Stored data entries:
============================================================
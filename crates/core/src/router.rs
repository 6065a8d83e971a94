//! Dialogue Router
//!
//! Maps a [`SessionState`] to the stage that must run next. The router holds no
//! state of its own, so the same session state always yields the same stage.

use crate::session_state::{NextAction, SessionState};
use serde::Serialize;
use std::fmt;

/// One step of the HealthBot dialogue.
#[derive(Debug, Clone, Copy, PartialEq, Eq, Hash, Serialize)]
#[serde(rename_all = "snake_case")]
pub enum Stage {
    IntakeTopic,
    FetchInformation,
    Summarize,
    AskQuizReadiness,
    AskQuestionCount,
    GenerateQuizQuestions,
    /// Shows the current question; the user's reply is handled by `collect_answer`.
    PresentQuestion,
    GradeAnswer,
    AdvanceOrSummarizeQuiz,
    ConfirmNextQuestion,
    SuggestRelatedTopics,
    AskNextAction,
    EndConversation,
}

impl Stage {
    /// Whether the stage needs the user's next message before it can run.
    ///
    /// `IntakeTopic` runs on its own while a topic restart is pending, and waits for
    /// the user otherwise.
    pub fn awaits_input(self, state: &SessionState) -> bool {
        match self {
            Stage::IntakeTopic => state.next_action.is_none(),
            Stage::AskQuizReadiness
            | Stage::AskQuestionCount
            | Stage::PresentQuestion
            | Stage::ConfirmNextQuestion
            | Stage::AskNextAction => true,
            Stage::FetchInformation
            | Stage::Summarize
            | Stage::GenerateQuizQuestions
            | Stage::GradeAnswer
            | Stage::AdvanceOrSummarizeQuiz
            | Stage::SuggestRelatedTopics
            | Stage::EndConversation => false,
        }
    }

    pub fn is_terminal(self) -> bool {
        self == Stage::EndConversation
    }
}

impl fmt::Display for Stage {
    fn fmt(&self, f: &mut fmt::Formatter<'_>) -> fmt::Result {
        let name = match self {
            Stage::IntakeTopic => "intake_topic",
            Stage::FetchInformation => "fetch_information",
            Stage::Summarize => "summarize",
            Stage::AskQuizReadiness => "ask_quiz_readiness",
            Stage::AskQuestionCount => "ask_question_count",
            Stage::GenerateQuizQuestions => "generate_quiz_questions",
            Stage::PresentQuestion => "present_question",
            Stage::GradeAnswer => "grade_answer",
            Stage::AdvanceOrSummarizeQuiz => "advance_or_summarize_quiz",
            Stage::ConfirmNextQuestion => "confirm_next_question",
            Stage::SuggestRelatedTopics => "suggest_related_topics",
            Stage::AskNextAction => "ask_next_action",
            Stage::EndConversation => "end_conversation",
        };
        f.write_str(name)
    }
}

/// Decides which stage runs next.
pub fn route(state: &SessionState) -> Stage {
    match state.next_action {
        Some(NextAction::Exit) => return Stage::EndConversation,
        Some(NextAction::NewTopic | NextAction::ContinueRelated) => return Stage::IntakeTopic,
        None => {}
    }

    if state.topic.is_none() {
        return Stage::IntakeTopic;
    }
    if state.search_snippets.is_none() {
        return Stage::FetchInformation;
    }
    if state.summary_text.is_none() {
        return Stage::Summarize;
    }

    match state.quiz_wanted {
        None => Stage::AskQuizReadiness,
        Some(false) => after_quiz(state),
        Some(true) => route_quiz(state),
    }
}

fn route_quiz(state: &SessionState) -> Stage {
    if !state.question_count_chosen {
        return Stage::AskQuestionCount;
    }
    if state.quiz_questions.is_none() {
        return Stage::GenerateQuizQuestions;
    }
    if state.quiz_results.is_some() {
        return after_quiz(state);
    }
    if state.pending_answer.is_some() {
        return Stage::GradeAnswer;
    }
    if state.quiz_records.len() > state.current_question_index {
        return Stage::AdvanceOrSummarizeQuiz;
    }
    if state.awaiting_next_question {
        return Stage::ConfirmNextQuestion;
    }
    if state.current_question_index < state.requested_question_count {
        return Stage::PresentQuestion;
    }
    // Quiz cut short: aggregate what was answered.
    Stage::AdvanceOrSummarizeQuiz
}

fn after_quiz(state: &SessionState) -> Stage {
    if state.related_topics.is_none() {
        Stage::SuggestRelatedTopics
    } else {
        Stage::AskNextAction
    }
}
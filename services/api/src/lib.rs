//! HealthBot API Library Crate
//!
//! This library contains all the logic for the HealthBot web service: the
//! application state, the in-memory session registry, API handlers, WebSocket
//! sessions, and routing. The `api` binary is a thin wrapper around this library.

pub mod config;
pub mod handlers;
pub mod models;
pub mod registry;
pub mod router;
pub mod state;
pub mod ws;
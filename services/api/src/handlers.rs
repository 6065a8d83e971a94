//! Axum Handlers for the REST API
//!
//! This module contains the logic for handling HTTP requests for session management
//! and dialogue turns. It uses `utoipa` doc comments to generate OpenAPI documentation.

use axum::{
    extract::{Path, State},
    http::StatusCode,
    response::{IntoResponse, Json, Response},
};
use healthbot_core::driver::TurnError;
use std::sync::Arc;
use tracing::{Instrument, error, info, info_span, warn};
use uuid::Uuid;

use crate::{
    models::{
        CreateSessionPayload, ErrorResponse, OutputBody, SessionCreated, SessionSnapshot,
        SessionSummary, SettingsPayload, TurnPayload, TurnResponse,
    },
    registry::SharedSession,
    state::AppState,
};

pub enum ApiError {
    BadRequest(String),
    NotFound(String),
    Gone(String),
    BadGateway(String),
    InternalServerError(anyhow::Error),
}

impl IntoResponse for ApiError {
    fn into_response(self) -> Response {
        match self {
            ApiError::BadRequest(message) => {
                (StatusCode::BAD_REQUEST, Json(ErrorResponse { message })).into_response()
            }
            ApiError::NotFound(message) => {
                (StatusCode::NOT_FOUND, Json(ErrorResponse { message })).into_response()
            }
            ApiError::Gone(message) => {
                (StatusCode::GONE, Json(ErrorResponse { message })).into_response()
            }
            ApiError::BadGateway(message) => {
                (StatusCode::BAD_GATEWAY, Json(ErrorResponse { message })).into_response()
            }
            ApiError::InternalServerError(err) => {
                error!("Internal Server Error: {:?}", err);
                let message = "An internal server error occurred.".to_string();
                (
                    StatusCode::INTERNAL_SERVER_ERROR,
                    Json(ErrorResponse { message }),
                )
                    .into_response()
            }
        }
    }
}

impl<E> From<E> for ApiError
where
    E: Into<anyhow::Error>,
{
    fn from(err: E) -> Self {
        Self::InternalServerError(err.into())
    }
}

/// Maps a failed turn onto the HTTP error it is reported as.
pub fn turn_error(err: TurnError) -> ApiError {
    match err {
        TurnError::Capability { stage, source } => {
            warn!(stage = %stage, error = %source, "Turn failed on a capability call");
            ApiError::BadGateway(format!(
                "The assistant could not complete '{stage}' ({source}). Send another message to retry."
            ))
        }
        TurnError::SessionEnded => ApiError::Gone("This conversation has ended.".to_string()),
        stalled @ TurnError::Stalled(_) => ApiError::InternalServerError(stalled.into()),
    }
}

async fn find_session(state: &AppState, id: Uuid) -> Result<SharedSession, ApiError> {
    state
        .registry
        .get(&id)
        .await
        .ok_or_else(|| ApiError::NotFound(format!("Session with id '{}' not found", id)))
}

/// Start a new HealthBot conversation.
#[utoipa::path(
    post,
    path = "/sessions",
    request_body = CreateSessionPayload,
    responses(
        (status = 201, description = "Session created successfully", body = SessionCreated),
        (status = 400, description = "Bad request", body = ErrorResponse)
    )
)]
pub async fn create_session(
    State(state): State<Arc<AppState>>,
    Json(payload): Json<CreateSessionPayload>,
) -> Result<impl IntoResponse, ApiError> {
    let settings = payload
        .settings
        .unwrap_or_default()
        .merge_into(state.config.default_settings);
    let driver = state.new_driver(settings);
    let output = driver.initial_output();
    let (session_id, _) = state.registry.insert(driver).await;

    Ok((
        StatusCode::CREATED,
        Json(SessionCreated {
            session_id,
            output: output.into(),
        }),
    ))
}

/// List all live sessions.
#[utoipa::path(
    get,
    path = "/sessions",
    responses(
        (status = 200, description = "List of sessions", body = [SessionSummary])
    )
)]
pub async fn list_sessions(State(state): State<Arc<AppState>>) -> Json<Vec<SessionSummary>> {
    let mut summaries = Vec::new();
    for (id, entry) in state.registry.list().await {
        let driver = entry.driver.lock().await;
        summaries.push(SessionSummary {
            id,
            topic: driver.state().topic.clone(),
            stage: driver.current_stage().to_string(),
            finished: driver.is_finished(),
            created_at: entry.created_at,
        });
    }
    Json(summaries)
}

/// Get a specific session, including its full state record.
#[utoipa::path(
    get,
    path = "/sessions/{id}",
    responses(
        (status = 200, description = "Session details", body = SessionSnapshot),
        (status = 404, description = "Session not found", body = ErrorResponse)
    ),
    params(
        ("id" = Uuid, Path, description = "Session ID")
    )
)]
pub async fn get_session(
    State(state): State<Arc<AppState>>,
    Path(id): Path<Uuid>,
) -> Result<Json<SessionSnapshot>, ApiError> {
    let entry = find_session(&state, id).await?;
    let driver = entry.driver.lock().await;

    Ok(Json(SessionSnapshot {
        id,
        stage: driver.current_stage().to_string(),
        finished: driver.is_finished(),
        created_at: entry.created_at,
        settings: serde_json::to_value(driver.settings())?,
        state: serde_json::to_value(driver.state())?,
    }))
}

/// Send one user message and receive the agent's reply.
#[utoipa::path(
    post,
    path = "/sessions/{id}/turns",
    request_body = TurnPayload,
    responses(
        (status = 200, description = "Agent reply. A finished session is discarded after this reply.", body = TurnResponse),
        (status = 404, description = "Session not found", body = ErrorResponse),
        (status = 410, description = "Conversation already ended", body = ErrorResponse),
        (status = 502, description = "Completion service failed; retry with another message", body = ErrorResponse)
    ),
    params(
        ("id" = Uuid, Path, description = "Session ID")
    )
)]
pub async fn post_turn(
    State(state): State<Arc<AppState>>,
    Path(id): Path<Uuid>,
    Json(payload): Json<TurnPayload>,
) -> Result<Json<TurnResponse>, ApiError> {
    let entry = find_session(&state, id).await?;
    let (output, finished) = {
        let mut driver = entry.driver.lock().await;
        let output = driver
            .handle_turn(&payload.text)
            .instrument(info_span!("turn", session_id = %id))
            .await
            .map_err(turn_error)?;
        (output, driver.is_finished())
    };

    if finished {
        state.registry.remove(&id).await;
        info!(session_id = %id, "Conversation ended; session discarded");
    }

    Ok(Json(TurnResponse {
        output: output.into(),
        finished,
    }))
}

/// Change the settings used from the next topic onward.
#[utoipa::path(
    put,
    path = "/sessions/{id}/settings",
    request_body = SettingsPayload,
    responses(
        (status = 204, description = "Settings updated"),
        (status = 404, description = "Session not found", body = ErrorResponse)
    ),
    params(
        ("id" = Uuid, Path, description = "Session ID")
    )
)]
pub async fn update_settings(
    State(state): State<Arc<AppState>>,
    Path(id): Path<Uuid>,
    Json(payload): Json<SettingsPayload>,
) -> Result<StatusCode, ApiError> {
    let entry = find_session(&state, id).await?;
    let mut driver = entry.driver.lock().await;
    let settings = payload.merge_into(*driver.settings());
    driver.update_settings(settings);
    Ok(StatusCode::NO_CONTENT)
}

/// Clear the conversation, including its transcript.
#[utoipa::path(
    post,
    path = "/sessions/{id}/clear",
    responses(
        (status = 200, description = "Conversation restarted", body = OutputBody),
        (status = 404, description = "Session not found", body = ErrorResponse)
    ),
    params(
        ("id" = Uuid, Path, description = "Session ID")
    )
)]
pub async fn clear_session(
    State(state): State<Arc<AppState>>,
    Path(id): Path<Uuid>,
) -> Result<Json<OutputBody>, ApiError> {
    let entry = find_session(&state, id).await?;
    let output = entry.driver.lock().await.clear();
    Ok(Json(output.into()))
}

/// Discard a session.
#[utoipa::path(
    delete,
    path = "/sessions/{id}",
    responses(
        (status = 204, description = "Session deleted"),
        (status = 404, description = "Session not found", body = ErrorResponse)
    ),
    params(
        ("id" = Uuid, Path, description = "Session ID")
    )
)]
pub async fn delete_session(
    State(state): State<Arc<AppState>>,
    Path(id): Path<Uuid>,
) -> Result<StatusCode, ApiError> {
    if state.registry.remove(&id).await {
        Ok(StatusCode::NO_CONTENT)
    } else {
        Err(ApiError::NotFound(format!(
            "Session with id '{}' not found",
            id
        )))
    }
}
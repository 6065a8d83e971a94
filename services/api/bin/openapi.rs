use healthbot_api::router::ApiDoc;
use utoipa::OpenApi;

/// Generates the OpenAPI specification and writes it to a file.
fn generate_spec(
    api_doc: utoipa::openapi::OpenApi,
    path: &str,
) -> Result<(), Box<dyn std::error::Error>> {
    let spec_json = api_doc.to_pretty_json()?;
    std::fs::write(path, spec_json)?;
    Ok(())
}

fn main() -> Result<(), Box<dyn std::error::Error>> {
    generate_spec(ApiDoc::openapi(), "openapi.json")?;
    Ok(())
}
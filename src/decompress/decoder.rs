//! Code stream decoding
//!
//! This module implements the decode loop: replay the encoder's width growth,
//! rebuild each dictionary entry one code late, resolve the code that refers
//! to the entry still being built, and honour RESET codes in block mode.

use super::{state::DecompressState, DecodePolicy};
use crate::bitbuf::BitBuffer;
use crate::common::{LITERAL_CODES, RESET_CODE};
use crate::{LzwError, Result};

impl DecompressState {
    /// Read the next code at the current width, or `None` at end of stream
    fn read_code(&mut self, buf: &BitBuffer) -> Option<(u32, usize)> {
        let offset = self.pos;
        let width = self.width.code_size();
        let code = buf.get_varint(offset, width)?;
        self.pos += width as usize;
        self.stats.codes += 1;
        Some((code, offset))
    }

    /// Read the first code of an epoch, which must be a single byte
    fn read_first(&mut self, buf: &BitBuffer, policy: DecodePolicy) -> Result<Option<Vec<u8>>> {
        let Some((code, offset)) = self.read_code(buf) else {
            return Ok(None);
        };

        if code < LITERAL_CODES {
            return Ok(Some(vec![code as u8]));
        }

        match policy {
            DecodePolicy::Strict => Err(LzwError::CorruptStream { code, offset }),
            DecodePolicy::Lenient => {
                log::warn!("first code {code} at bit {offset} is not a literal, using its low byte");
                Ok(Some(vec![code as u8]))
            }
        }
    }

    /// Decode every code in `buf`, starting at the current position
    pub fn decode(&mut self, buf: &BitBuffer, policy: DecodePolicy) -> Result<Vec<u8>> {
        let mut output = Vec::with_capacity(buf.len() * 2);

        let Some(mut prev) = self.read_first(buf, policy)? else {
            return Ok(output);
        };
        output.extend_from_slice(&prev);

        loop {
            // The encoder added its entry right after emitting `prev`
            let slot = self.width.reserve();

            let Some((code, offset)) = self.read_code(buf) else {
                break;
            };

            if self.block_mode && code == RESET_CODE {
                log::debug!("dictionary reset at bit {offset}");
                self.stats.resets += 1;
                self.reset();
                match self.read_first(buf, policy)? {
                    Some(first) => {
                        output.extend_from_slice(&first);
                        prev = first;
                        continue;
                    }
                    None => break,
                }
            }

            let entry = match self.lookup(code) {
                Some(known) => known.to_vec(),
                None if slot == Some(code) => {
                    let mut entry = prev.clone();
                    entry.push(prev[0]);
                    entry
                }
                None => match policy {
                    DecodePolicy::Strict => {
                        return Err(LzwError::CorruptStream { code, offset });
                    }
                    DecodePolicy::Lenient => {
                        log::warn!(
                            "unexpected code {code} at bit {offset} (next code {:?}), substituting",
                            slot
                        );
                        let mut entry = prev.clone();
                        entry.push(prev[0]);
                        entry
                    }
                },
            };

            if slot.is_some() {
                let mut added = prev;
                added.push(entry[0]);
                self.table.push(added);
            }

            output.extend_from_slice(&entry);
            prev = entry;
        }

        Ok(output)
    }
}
============================================================
Starting with the line that contains "The encoder added", copy each line through the end of the data exactly, and leave out all earlier lines.

            // The encoder added its entry right after emitting `prev`
            let slot = self.width.reserve();

            let Some((code, offset)) = self.read_code(buf) else {
                break;
            };

            if self.block_mode && code == RESET_CODE {
                log::debug!("dictionary reset at bit {offset}");
                self.stats.resets += 1;
                self.reset();
                match self.read_first(buf, policy)? {
                    Some(first) => {
                        output.extend_from_slice(&first);
                        prev = first;
                        continue;
                    }
                    None => break,
                }
            }

            let entry = match self.lookup(code) {
                Some(known) => known.to_vec(),
                None if slot == Some(code) => {
                    let mut entry = prev.clone();
                    entry.push(prev[0]);
                    entry
                }
                None => match policy {
                    DecodePolicy::Strict => {
                        return Err(LzwError::CorruptStream { code, offset });
                    }
                    DecodePolicy::Lenient => {
                        log::warn!(
                            "unexpected code {code} at bit {offset} (next code {:?}), substituting",
                            slot
                        );
                        let mut entry = prev.clone();
                        entry.push(prev[0]);
                        entry
                    }
                },
            };

            if slot.is_some() {
                let mut added = prev;
                added.push(entry[0]);
                self.table.push(added);
            }

            output.extend_from_slice(&entry);
            prev = entry;
        }

        Ok(output)
    }
}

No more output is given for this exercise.